Let $B = \{1,3,4\}$. Let $\mathcal{T}_1$ be the $\sigma$-algebra generated by the sets $\{1,3,5\}$ and $\{2,4,6\}$. Our aim is to compute $P(B| \mathcal{T}_1)$.

We will make use of two facts:

1) The probability of a set $B$ is the expectation of the indicator random variable $1_B$.

2) The conditional expectation of a random variable $X$ with respect to a $\sigma$-algebra $\mathcal{T}_1$ is the unique $\mathcal{T}_1$ measurable random variable that is 'closest' to $X$.

\begin{equation} \mathrm{E}[X|\mathcal{T}_1] = \arg \inf_{Y\, is \,\mathcal{T}_1 \,\text{measurable}} \mathrm{E}(X-Y)^2 \end{equation}

But how do $\mathcal{T}_1$ measurable random variables look like? We answer the above question using two lemmas.

Lemma 1: If $\Omega$ is countable, for every $\sigma$-algebra $\mathcal{T}$, there exists a unique partition of $\Omega$ that generate $\mathcal{T}$.

(The proof is easily seen by defining a partial order in $\mathcal{T}$ 'subset of')

Lemma 2: Let $\mathcal{P}$ be the unique partition that generates $\mathcal{T}$. Then, every $\mathcal{T}$ measurable random variable can be written as $\sum_{A \in \mathcal{P}} c_A 1_{A}, \, c_A \in \mathbb{R}$.

What this means is the following.
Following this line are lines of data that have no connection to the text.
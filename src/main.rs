//! permit-pilot - files express mechanical permits through the county portal
//!
//! ```bash
//! permit-pilot enqueue request.json
//! permit-pilot --headless --limit 5
//! permit-pilot confirm-payment 7f3c... --reference CHK-1182
//! permit-pilot --submission-id 7f3c...
//! ```

use anyhow::{bail, Context, Result};
use clap::{Parser, Subcommand};
use std::path::{Path, PathBuf};
use std::sync::atomic::{AtomicBool, Ordering};
use std::sync::Arc;
use tracing::{info, warn};
use tracing_subscriber::EnvFilter;

use permit_pilot::batch::{BatchRunner, BatchSummary};
use permit_pilot::browser::SessionFactory;
use permit_pilot::cli::{print_banner, print_error, print_info, print_status, print_success, print_summary, print_warning};
use permit_pilot::core::{ConfigManager, OrchestratorConfig, SubmissionRequest};
use permit_pilot::logging::SystemLogger;
use permit_pilot::orchestrator::{CheckpointStore, SqliteCheckpointStore, StaticAnalyzer, StepAnalyzer, StepSequencer, VisionAnalyzer};
use permit_pilot::queue::{QueueStatus, SubmissionQueue};

#[derive(Parser)]
#[command(name = "permit-pilot")]
#[command(version)]
#[command(about = "Files express mechanical permits by driving the county permit portal")]
#[command(long_about = r#"
Works through the submission queue: each request is filed through the
portal's application wizard, paused for manual fee payment, and finished
with the issued permit number once payment is confirmed.

Examples:
  permit-pilot enqueue request.json
  permit-pilot --dry-run
  permit-pilot --headless --limit 5
  permit-pilot confirm-payment <id> --reference CHK-1182
  permit-pilot status <id>
"#)]
struct Args {
    /// Process only this submission
    #[arg(long, value_name = "ID")]
    submission_id: Option<String>,

    /// Run the browser without a window
    #[arg(long, env = "PERMIT_PILOT_HEADLESS")]
    headless: bool,

    /// List pending submissions without executing them
    #[arg(long)]
    dry_run: bool,

    /// Maximum submissions to process (default from config, 10)
    #[arg(long, value_name = "N")]
    limit: Option<usize>,

    /// Config file (default: <config dir>/permit-pilot/config.toml)
    #[arg(long, value_name = "PATH", env = "PERMIT_PILOT_CONFIG")]
    config: Option<PathBuf>,

    /// Show debug output
    #[arg(long)]
    debug: bool,

    /// Log as JSON lines
    #[arg(long)]
    log_json: bool,

    /// Never call the vision model; adaptive steps rely on heuristics only
    #[arg(long)]
    no_vision: bool,

    #[command(subcommand)]
    command: Option<Commands>,
}

#[derive(Subcommand)]
enum Commands {
    /// Add a submission request (JSON file) to the queue
    Enqueue { file: PathBuf },

    /// Record that the permit fee was paid outside the tool
    ConfirmPayment {
        id: String,
        /// Receipt or check number
        #[arg(long)]
        reference: Option<String>,
    },

    /// Show the checkpoint and queue row of a submission
    Status { id: String },
}

#[tokio::main]
async fn main() {
    let args = Args::parse();
    init_tracing(args.debug, args.log_json);

    match run(args).await {
        Ok(code) => std::process::exit(code),
        Err(e) => {
            print_error(&format!("{:#}", e));
            std::process::exit(1);
        }
    }
}

fn init_tracing(debug: bool, json: bool) {
    let default = if debug { "permit_pilot=debug,audit=debug" } else { "permit_pilot=info,audit=info" };
    let filter = EnvFilter::try_from_default_env().unwrap_or_else(|_| EnvFilter::new(default));
    let builder = tracing_subscriber::fmt().with_env_filter(filter);
    if json {
        builder.json().init();
    } else {
        builder.with_target(false).init();
    }
}

async fn run(args: Args) -> Result<i32> {
    let manager = match &args.config {
        Some(path) => ConfigManager::at(path),
        None => ConfigManager::new(),
    };
    let config = manager
        .load()
        .with_context(|| format!("loading config from {}", manager.path().display()))?;

    let audit = Arc::new(SystemLogger::new());
    let store = Arc::new(
        SqliteCheckpointStore::open(&config.storage.database_path).context("opening checkpoint database")?,
    );
    let queue = Arc::new(SubmissionQueue::open(&config.storage.database_path).context("opening submission queue")?);

    if let Some(command) = args.command {
        return match command {
            Commands::Enqueue { file } => enqueue(&queue, &file),
            Commands::ConfirmPayment { id, reference } => {
                let sequencer = StepSequencer::new(config, store, Arc::new(StaticAnalyzer::disabled()), audit);
                sequencer.confirm_payment(&id, reference.as_deref())?;
                if let Err(e) = queue.set_status(&id, QueueStatus::PaymentReceived, None) {
                    print_warning(&format!("Checkpoint updated but queue row not: {}", e));
                }
                print_success(&format!("Payment recorded for {}; the next run will finish it", id));
                Ok(0)
            }
            Commands::Status { id } => {
                let checkpoint = store.load_checkpoint(&id)?;
                let item = queue.get(&id)?;
                if checkpoint.is_none() && item.is_none() {
                    bail!("no submission with id {}", id);
                }
                print_status(checkpoint.as_ref(), item.as_ref());
                Ok(0)
            }
        };
    }

    print_banner();

    let cancel = Arc::new(AtomicBool::new(false));
    let flag = cancel.clone();
    if let Err(e) = ctrlc::set_handler(move || {
        flag.store(true, Ordering::SeqCst);
        eprintln!("\nStopping after the current step...");
    }) {
        warn!("Could not install Ctrl-C handler: {}", e);
    }

    let limit = args.limit.unwrap_or(config.batch.default_limit);
    let sessions = session_factory(&config, args.headless, args.dry_run)?;
    let analyzer = build_analyzer(&config, args.no_vision);
    let sequencer = StepSequencer::new(config, store, analyzer, audit.clone()).with_cancel_flag(cancel);
    let runner = BatchRunner::new(Arc::new(sequencer), queue, sessions, audit);

    let summary = match &args.submission_id {
        Some(id) if args.dry_run => {
            let item = runner.list_one(id).with_context(|| format!("looking up {} (enqueue it first)", id))?;
            BatchSummary { items: vec![item], dry_run: true, ..Default::default() }
        }
        Some(id) => {
            let item = runner
                .run_one(id)
                .await
                .with_context(|| format!("processing {} (enqueue it first)", id))?;
            BatchSummary { items: vec![item], ..Default::default() }
        }
        _ => runner.run_batch(limit, args.dry_run).await?,
    };

    print_summary(&summary);
    if summary.stopped_early.as_deref() == Some("cancelled") {
        return Ok(130);
    }
    Ok(0)
}

fn enqueue(queue: &SubmissionQueue, file: &Path) -> Result<i32> {
    let content = std::fs::read_to_string(file).with_context(|| format!("reading {}", file.display()))?;
    let request: SubmissionRequest =
        serde_json::from_str(&content).with_context(|| format!("parsing {}", file.display()))?;
    let request = request.with_generated_id();
    request.validate()?;

    let (id, inserted) = queue.enqueue(request)?;
    if inserted {
        print_success(&format!("Queued {}", id));
    } else {
        print_info(&format!("{} is already queued", id));
    }
    Ok(0)
}

fn build_analyzer(config: &OrchestratorConfig, no_vision: bool) -> Arc<dyn StepAnalyzer> {
    if no_vision {
        info!("Vision disabled by flag");
        return Arc::new(StaticAnalyzer::disabled());
    }
    match VisionAnalyzer::new(config.vision.clone()) {
        Ok(analyzer) => Arc::new(analyzer),
        Err(e) => {
            print_warning(&format!("Vision unavailable ({}); adaptive steps will use heuristics only", e));
            Arc::new(StaticAnalyzer::disabled())
        }
    }
}

#[cfg(feature = "browser")]
fn session_factory(config: &OrchestratorConfig, headless: bool, _dry_run: bool) -> Result<Arc<dyn SessionFactory>> {
    use permit_pilot::browser::playwright::PlaywrightSessionFactory;
    use permit_pilot::browser::session::FileSessionStore;

    let store = Arc::new(FileSessionStore::new(&config.storage.session_path));
    Ok(Arc::new(PlaywrightSessionFactory::new(headless, store)))
}

#[cfg(not(feature = "browser"))]
fn session_factory(_config: &OrchestratorConfig, _headless: bool, dry_run: bool) -> Result<Arc<dyn SessionFactory>> {
    if !dry_run {
        bail!("permit-pilot was built without the `browser` feature; rebuild with --features browser");
    }
    Ok(Arc::new(NoBrowser))
}

/// Stand-in for dry runs of a build without a browser driver
#[cfg(not(feature = "browser"))]
struct NoBrowser;

#[cfg(not(feature = "browser"))]
#[async_trait::async_trait]
impl SessionFactory for NoBrowser {
    async fn open(
        &self,
        _submission_id: &str,
    ) -> permit_pilot::browser::BrowserResult<Box<dyn permit_pilot::browser::PortalSession>> {
        Err(permit_pilot::browser::BrowserError::Driver("no browser driver in this build".into()))
    }
}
If $Y$ is $\mathcal{T}$-measurable random variable, then $Y(\omega) = Y(\omega')$ if $\omega$ and $\omega'$ lie in the same equivalence class defined by the partition $\mathcal{P}$.

Coming back to our original problem, the partition $\mathcal{P}$ is given as $\{\{1,3,5\}, \{2,4,6\}\}$. Hence, any $\mathcal{T}_1$ measurable random variable is given by $c_1 1_{\{1,3,5\}} + c_2 1_{\{2,4,6\}}$. In order to compute the conditional probability distribution $P(B|\mathcal{T}_1)$, we need to project the indicator random variable $1_B$ on $\mathcal{T}_1$. The distance between $1_B$ and any $\mathcal{T}_1$ measurable random variable is given by \begin{equation} \frac{1}{6}[(c_1-1)^2 + (c_2-0)^2 + (c_1-1)^2 + (c_2-1)^2 + (c_1-0)^2 + (c_2-0)^2] \end{equation}

The above equation is minimized when $c_1=\frac{2}{3}$ and $c_2 = \frac{1}{3}$.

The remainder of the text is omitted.